▸ Work instruction
Among the entries below, determine how many lines contain the word "been" and state only that figure.

+---+

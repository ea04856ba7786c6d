use std::mem::size_of;
use std::ops::Range;

/// Header stored in front of every slot's payload.
///
/// Serialized little-endian at the start of the slot, so the region layout
/// does not depend on the host's alignment of the byte buffer.
#[repr(C)]
#[derive(Copy, Clone, Debug, Default, PartialEq, Eq)]
pub struct SlotHeader {
    /// Number of payload bytes holding the record. Never exceeds `elem_size`.
    pub length: u64,
}

impl SlotHeader {
    pub const SIZE: usize = size_of::<SlotHeader>();

    pub fn encode(&self) -> [u8; SlotHeader::SIZE] {
        self.length.to_le_bytes()
    }

    pub fn decode(bytes: &[u8; SlotHeader::SIZE]) -> Self {
        Self {
            length: u64::from_le_bytes(*bytes),
        }
    }
}

/// Byte geometry of one slot: a [`SlotHeader`] followed by `elem_size`
/// payload bytes. Slot `k` starts at `k * stride`.
#[derive(Copy, Clone, Debug, PartialEq, Eq)]
pub struct SlotLayout {
    elem_size: usize,
    stride: usize,
}

impl SlotLayout {
    /// Returns `None` if the stride is not representable.
    pub fn new(elem_size: usize) -> Option<Self> {
        let stride = SlotHeader::SIZE.checked_add(elem_size)?;
        Some(Self { elem_size, stride })
    }

    #[inline]
    pub fn elem_size(&self) -> usize {
        self.elem_size
    }

    #[inline]
    pub fn stride(&self) -> usize {
        self.stride
    }

    /// Total region size for `capacity` slots, or `None` on overflow.
    pub fn region_size(&self, capacity: usize) -> Option<usize> {
        capacity.checked_mul(self.stride)
    }

    #[inline]
    pub fn header_range(&self, index: usize) -> Range<usize> {
        let base = index * self.stride;
        base..base + SlotHeader::SIZE
    }

    /// The first `len` payload bytes of slot `index`. `len` must not exceed `elem_size`.
    #[inline]
    pub fn payload_range(&self, index: usize, len: usize) -> Range<usize> {
        debug_assert!(len <= self.elem_size);
        let start = index * self.stride + SlotHeader::SIZE;
        start..start + len
    }
}
use super::layout::{SlotHeader, SlotLayout};
use super::Buffer::RingBuffer;
use crate::error::FifoError;
use crate::FIFO::transfer::{UserSink, UserSource};

impl RingBuffer {
    /// Build a ring over an already allocated region.
    ///
    /// The region must be exactly `capacity * layout.stride()` bytes and
    /// `capacity` must be non-zero. Cursors start at slot 0.
    pub fn from_region(
        region: Box<[u8]>,
        layout: SlotLayout,
        capacity: usize,
    ) -> Result<Self, FifoError> {
        if capacity == 0 {
            return Err(FifoError::InvalidRequest(
                "ring capacity must be greater than zero".into(),
            ));
        }
        if layout.region_size(capacity) != Some(region.len()) {
            return Err(FifoError::InvalidRequest(format!(
                "region of {} bytes does not fit {} slots of {} bytes",
                region.len(),
                capacity,
                layout.stride()
            )));
        }
        Ok(Self {
            region,
            layout,
            capacity,
            head: 0,
            tail: 0,
        })
    }

    #[inline]
    pub fn capacity(&self) -> usize {
        self.capacity
    }

    #[inline]
    pub fn elem_size(&self) -> usize {
        self.layout.elem_size()
    }

    /// Size in bytes of one slot stride in the region.
    #[inline]
    pub fn slot_stride(&self) -> usize {
        self.layout.stride()
    }

    /// Index of the next slot to consume.
    #[inline]
    pub fn head(&self) -> usize {
        self.head
    }

    /// Index of the next slot to produce into.
    #[inline]
    pub fn tail(&self) -> usize {
        self.tail
    }

    /// Bytes currently backing the ring; zero once released.
    pub fn region_len(&self) -> usize {
        self.region.len()
    }

    pub fn is_released(&self) -> bool {
        self.region.is_empty()
    }

    #[inline]
    fn next(&self, cursor: usize) -> usize {
        (cursor + 1) % self.capacity
    }

    /// Stored record length of slot `index`, clamped to `elem_size`.
    pub fn slot_len(&self, index: usize) -> usize {
        let range = self.layout.header_range(index);
        let mut bytes = [0u8; SlotHeader::SIZE];
        bytes.copy_from_slice(&self.region[range]);
        let length = SlotHeader::decode(&bytes).length;
        usize::try_from(length)
            .unwrap_or(usize::MAX)
            .min(self.elem_size())
    }

    fn set_slot_len(&mut self, index: usize, len: usize) {
        let range = self.layout.header_range(index);
        let header = SlotHeader { length: len as u64 };
        self.region[range].copy_from_slice(&header.encode());
    }

    /// Copy up to `elem_size` bytes from `src` into the tail slot and
    /// advance the tail.
    ///
    /// On a transfer fault the header and the tail are left as they were;
    /// the payload bytes of the free slot may have been partly overwritten.
    pub fn produce<S: UserSource + ?Sized>(
        &mut self,
        src: &S,
        len: usize,
    ) -> Result<usize, FifoError> {
        let len = len.min(self.elem_size());
        let index = self.tail;
        let range = self.layout.payload_range(index, len);
        src.copy_in(&mut self.region[range])?;

        self.set_slot_len(index, len);
        self.tail = self.next(index);
        Ok(len)
    }

    /// Copy at most `max_len` bytes of the head record into `dst` and
    /// advance the head. Bytes of the record beyond `max_len` are dropped.
    ///
    /// On a transfer fault the head is left as it was.
    pub fn consume<D: UserSink + ?Sized>(
        &mut self,
        dst: &mut D,
        max_len: usize,
    ) -> Result<usize, FifoError> {
        let index = self.head;
        let len = self.slot_len(index).min(max_len);
        let range = self.layout.payload_range(index, len);
        dst.copy_out(&self.region[range])?;

        self.head = self.next(index);
        Ok(len)
    }

    /// Payload of slot `index` as currently stored, without moving any cursor.
    /// `None` once the region has been released.
    pub fn peek(&self, index: usize) -> Option<&[u8]> {
        if self.is_released() {
            return None;
        }
        let index = index % self.capacity;
        let len = self.slot_len(index);
        self.region.get(self.layout.payload_range(index, len))
    }

    /// Drop the backing region. Safe to call more than once.
    pub(crate) fn release_region(&mut self) {
        self.region = Box::default();
        self.head = 0;
        self.tail = 0;
    }
}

+---+

▸ Response to the exercise
2